## Exercise details
Would you find each line in the entries below with the string "Option" and copy it?

Start of Exercise inputs

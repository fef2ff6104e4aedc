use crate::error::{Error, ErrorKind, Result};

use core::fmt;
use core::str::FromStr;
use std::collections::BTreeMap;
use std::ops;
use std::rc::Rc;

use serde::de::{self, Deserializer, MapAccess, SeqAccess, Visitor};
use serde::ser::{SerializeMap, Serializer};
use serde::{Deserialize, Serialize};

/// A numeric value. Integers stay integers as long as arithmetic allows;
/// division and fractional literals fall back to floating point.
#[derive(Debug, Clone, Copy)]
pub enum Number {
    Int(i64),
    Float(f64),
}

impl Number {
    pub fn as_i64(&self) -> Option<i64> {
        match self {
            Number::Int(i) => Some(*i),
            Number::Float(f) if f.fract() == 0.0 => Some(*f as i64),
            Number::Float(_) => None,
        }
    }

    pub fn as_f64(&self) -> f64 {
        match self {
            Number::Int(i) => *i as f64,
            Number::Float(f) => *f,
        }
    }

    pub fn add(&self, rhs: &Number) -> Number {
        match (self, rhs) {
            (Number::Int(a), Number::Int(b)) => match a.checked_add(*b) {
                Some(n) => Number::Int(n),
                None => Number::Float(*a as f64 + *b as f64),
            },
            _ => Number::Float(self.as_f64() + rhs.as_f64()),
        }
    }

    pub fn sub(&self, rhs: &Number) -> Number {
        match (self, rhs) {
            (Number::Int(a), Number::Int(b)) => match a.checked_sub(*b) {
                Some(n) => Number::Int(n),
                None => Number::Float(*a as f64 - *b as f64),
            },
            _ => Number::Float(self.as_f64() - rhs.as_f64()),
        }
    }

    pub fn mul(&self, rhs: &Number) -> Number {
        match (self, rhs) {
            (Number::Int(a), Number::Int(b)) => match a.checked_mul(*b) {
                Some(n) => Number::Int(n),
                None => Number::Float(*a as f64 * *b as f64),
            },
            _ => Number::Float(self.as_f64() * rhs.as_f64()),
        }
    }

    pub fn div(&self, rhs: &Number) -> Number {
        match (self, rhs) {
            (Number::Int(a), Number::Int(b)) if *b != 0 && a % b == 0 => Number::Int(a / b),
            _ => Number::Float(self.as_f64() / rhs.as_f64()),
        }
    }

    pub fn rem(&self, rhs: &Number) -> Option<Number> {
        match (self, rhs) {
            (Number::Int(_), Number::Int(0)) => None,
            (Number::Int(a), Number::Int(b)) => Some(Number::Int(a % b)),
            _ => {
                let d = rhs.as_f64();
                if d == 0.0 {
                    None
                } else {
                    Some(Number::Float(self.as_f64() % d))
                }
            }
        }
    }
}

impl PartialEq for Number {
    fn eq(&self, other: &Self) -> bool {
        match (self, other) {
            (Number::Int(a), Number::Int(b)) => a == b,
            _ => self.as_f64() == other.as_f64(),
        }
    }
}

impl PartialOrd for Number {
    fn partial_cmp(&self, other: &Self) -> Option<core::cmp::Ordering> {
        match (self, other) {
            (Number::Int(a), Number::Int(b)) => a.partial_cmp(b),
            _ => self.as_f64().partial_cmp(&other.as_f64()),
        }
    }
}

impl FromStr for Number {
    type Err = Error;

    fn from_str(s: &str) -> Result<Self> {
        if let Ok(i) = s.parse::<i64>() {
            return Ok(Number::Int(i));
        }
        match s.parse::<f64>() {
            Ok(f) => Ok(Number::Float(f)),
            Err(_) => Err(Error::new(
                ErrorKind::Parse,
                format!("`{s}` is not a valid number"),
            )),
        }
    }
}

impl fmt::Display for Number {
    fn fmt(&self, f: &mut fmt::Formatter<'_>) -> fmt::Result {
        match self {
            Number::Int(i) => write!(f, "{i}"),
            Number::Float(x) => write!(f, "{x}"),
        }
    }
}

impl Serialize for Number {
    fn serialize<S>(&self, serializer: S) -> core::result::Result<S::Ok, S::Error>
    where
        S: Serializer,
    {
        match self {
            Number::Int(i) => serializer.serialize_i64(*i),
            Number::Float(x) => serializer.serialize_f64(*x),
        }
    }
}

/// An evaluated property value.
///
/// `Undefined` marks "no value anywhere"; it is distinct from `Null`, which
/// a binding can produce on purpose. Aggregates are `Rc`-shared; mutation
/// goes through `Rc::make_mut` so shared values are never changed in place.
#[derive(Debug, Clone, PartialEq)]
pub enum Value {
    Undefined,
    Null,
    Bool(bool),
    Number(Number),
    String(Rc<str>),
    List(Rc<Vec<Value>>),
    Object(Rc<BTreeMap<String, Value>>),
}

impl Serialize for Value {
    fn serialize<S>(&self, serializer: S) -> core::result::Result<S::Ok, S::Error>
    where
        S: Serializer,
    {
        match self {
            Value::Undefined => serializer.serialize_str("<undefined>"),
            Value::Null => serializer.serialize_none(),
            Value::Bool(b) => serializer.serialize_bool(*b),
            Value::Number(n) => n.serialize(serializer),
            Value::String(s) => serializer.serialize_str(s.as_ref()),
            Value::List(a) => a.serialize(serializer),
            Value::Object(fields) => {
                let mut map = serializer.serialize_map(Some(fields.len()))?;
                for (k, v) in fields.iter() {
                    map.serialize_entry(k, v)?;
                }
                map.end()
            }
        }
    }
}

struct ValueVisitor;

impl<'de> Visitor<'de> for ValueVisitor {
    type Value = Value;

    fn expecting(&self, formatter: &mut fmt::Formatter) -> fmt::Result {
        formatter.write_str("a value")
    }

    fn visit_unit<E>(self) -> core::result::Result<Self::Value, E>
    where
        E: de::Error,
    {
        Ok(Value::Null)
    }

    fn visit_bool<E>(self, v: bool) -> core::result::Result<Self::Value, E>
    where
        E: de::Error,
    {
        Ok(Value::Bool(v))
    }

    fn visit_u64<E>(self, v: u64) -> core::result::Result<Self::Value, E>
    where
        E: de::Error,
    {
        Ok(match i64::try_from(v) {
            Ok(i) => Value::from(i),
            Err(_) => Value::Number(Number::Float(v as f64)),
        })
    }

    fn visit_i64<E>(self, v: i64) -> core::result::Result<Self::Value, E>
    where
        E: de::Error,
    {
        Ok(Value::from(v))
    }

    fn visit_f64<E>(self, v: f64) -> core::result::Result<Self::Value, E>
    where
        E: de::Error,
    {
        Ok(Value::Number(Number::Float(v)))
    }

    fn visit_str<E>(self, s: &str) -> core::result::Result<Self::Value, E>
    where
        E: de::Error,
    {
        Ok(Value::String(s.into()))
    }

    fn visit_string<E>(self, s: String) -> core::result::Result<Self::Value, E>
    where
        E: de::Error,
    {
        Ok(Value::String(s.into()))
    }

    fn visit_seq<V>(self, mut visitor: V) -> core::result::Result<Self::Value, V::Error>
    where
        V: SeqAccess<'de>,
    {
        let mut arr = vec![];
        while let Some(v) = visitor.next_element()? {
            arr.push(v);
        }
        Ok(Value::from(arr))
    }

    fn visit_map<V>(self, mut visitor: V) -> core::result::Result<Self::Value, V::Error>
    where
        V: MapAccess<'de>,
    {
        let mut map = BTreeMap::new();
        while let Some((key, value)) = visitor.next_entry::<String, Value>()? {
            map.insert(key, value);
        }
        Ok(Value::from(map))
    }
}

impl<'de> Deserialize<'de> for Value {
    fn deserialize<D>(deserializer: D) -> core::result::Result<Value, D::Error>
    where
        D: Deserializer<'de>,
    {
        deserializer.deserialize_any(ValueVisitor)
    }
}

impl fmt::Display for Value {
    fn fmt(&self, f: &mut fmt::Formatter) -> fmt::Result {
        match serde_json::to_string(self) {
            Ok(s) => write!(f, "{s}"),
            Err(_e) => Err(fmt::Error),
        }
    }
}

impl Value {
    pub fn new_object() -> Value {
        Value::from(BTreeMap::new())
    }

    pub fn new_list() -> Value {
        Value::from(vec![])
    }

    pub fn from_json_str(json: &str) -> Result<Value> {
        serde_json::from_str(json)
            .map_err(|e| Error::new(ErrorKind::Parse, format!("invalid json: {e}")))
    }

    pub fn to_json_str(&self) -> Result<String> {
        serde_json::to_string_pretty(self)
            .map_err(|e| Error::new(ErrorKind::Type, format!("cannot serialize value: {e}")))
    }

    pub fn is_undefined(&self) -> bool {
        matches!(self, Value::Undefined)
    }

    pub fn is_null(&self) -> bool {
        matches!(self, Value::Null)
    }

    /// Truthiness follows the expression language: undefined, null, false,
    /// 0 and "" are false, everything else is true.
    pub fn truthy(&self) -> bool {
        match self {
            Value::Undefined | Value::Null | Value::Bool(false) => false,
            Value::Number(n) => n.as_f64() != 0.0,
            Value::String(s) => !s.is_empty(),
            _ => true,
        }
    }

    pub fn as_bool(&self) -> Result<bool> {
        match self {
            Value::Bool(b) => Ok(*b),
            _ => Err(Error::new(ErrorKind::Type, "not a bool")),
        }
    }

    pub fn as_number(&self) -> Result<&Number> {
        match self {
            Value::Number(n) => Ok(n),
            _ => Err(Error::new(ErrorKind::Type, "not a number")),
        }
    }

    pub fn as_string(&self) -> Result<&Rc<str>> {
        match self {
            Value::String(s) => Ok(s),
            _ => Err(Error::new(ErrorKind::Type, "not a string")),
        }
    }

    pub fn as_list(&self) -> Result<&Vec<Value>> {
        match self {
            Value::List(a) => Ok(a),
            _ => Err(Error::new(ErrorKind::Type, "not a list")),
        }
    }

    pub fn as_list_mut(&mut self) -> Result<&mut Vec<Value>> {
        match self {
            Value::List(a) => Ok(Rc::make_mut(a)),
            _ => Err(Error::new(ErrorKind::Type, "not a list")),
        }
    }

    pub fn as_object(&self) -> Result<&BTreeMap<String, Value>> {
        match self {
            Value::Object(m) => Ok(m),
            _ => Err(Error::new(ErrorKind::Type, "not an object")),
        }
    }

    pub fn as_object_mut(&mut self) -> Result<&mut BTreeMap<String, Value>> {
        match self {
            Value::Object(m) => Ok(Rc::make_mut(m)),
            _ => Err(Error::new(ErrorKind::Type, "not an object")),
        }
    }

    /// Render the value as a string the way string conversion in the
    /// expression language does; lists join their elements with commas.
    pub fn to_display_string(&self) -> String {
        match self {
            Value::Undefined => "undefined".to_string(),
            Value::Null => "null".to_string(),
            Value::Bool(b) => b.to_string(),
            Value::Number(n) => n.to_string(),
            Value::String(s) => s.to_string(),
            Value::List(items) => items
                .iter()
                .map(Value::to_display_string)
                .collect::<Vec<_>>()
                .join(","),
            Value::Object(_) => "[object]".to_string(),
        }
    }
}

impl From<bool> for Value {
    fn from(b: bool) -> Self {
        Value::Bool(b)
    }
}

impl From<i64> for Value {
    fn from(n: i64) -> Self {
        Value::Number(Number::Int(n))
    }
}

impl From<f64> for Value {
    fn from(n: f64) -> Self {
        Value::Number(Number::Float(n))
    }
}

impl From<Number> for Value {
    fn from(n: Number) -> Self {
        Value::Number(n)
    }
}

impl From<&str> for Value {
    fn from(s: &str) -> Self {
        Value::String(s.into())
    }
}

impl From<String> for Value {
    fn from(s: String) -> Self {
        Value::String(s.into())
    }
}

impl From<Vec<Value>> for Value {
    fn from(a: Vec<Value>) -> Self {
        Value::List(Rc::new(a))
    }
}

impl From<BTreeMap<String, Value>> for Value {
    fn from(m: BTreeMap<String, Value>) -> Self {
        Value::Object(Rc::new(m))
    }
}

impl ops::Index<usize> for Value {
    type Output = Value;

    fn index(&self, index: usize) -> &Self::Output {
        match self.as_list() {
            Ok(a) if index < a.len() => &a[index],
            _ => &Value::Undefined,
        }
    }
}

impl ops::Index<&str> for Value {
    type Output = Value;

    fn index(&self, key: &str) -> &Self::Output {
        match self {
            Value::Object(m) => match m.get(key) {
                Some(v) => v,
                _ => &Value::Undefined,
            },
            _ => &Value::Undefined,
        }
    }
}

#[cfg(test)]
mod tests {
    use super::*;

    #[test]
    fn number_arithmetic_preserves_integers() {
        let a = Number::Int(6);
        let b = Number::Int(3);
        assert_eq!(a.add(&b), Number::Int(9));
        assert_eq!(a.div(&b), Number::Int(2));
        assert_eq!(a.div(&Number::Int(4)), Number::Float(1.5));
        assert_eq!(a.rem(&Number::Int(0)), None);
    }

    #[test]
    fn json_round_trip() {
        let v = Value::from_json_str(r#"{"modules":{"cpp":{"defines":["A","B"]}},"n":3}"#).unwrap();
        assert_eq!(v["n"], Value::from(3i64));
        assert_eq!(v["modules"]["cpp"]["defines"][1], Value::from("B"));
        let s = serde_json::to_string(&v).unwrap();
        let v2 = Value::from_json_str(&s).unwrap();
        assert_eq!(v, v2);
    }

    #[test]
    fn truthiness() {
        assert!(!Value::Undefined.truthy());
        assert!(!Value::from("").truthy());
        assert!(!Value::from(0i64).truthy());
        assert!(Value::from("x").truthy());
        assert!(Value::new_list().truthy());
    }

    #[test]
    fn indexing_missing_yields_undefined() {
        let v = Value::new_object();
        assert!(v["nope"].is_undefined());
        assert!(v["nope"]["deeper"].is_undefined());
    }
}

End of Exercise inputs

## Solved exercise
    pub fn as_i64(&self) -> Option<i64> {
    pub fn rem(&self, rhs: &Number) -> Option<Number> {
    fn partial_cmp(&self, other: &Self) -> Option<core::cmp::Ordering> {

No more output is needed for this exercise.